Quand on parle des grands aéroports français, on cite Paris-Charles-de-Gaulle, Paris Orly ou encore Toulous-Blagnac, mais rarement, même trop rarement, Pamandzi — Marcel Henry, à Mayotte. Et pourtant, cet aéroport incarne à lui seul toutes les contradictions d’un territoire français qu’on préfère souvent oublier : géographiquement isolé, politiquement marginalisé et climatiquement menacé.
En décembre 2024, le cyclone Chido, d’une violence extrême, a soufflé bien plus qu’un vent tropical. Il a soulevé une réalité brutale : celle d’une île à genoux, privée d’infrastructures capables de faire face à l’urgence. Et au centre de cette tempête, l’aéroport de Pamandzi, ce petit géant fatigué, a révélé les limites d’un État qui promet, mais qui tarde à agir.
Aéroport Marcel Henry, par Wikipedia
À Mayotte, on n’a jamais attendu qu’on vienne construire pour nous. Quand l’aéroport de Pamandzi voit le jour en 1964, l’île n’est encore qu’un confetti perdu dans l’archipel des Comores. Aucun pont, aucune route moderne, pas même de département à revendiquer. Mais une idée forte : le ciel pour ne plus vivre enfermé.
Cette piste sommaire, posée sur le petit îlot de la Petite-Terre, devient vite un axe vital. Et si elle porte aujourd’hui le nom de Marcel Henry, ce n’est pas un hasard. Ce nom, c’est celui d’un homme qui a porté à bout de bras le rêve d’une île reconnue, protégée, traitée à égalité.
Pendant des décennies, l’aéroport a rempli ce rôle avec bravoure. Vols réguliers, évacuations sanitaires, liens familiaux, espoirs d’avenirs. Mais si la volonté est restée intacte, les murs, eux, n’ont pas bougé.

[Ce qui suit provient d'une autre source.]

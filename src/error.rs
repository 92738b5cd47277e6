use std::error::Error as StdError;
use std::time::Duration;

use thiserror::Error;

/// Prompter's crate-wide result type.
pub type Result<T> = std::result::Result<T, Error>;

/// Prompter's crate-wide error type.
///
/// This is intentionally decoupled from `anyhow` so hosts embedding the engine aren't forced to
/// adopt `anyhow` in their own public APIs.
///
/// Only configuration errors (and session plumbing errors) reach callers. The remaining variants
/// describe input anomalies and consistency violations the engine logs and drops.
#[derive(Debug, Error)]
pub enum Error {
    #[error("invalid configuration for `{field}`: {message}")]
    InvalidConfig {
        field: &'static str,
        message: String,
    },

    #[error("out-of-order transcript update: received {received:?} after {previous:?}")]
    OutOfOrderUpdate {
        previous: Duration,
        received: Duration,
    },

    #[error("commit to line {target} rejected (current line {current}): {reason}")]
    CommitRejected {
        target: usize,
        current: usize,
        reason: &'static str,
    },

    #[error("stale confirmation deadline (generation {generation})")]
    StaleDeadline { generation: u64 },

    #[error("session is closed")]
    SessionClosed,

    #[error("replay line {line}: {message}")]
    Replay { line: usize, message: String },

    #[error("{0}")]
    Message(String),

    #[error(transparent)]
    Other(#[from] Box<dyn StdError + Send + Sync>),
}

impl Error {
    pub(crate) fn msg(message: impl Into<String>) -> Self {
        Self::Message(message.into())
    }

    pub(crate) fn invalid_config(field: &'static str, message: impl Into<String>) -> Self {
        Self::InvalidConfig {
            field,
            message: message.into(),
        }
    }
}

impl From<std::io::Error> for Error {
    fn from(err: std::io::Error) -> Self {
        Self::Other(Box::new(err))
    }
}

impl From<serde_json::Error> for Error {
    fn from(err: serde_json::Error) -> Self {
        Self::Other(Box::new(err))
    }
}

#[cfg(test)]
mod tests {
    use super::*;

    #[test]
    fn invalid_config_names_the_field() {
        let err = Error::invalid_config("minScore", "must be within [0, 1]");
        assert_eq!(
            err.to_string(),
            "invalid configuration for `minScore`: must be within [0, 1]"
        );
    }

    #[test]
    fn io_errors_are_wrapped() {
        let err: Error = std::io::Error::other("boom").into();
        assert!(matches!(err, Error::Other(_)));
        assert_eq!(err.to_string(), "boom");
    }
}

Aujourd’hui, cette même piste de 1930 mètres peine à suivre le rythme d’une île en pleine croissance. Et dans le cockpit, plus personne ne semble vraiment piloter.
L’aéroport de Pamandzi — Marcel Henry est aujourd’hui l’unique lien aérien de Mayotte à l’extérieur. Il accueille près de 400 000 passagers par an, avec un terminal étroit, des équipements vieillissants, une piste courte pour les gros porteurs long-courriers, ce qui impose des escales techniques à La Réunion ou Nairobi pour rejoindre Paris.
Il s’agit d’une structure essentielle à la santé, à l’économie ainsi qu’à l’éducation. Mais elle fonctionne avec des moyens insuffisants, dans un climat insulaire instable, sans jamais bénéficier des mêmes efforts d’aménagement que d'autres DOM. L’aéroport n’est pas dimensionné pour faire face aux risques naturels croissants, ni pour accompagner le développement que l’on promet tant à Mayotte.
Les annonces gouvernementales ont été nombreuses.
Depuis plus de 10 ans, on parle de rallonger la piste, de moderniser le terminal, de faire de Pamandzi un hub régional stratégique entre l’Afrique australe et l’Europe. Mais rien ne se concrétise. Pas de travaux majeurs. Pas de budget concret. Seulement des visites ministérielles ponctuelles, des discours d’intention, et des projets remis à plus tard, toujours plus tard.
La conséquence ? Un aéroport qui n’évolue pas, alors que les besoins, eux, explosent.Mayotte est souvent évoquée comme le « 101e département », mais elle est encore traitée comme un territoire périphérique, sans urgence ni priorité.
Ce que réclame Mayotte, ce n’est pas un aéroport de luxe, mais un outil à la hauteur de ses réalités. Un outil pour garantir la sécurité, la mobilité et l’égalité des chances. Car l’aéroport n’est pas qu’un lieu de passage : c’est le reflet même d’un territoire et du respect qu’on lui porte.
Mayotte est française. Elle est européenne. Et pourtant, son aéroport ne répond pas aux standards de sécurité, de résilience et de service public que l’on retrouve ailleurs en France. Pourquoi cette différence ? Pourquoi cette attente ? À travers Pamandzi, c’est toute une île qui se demande : « avons-nous moins de valeur ? ».
Depuis le cyclone Chido, des élus tirent la sonnette d’alarme. Certains réclament un plan Marshall pour l’aéroport et les infrastructures critiques. Mais pour l’instant, aucune mesure concrète n’a été annoncée. Rien de structurant, rien de transformateur.
Or, le climat change. Les risques augmentent. Et le besoin d’un aéroport moderne, sécurisé, et résilient n’est plus négociable.Il est temps d’arrêter de promettre. Il faut agir. Et faire enfin de Pamandzi ce qu’il aurait dû être : un pilier du développement, un pont et une fierté.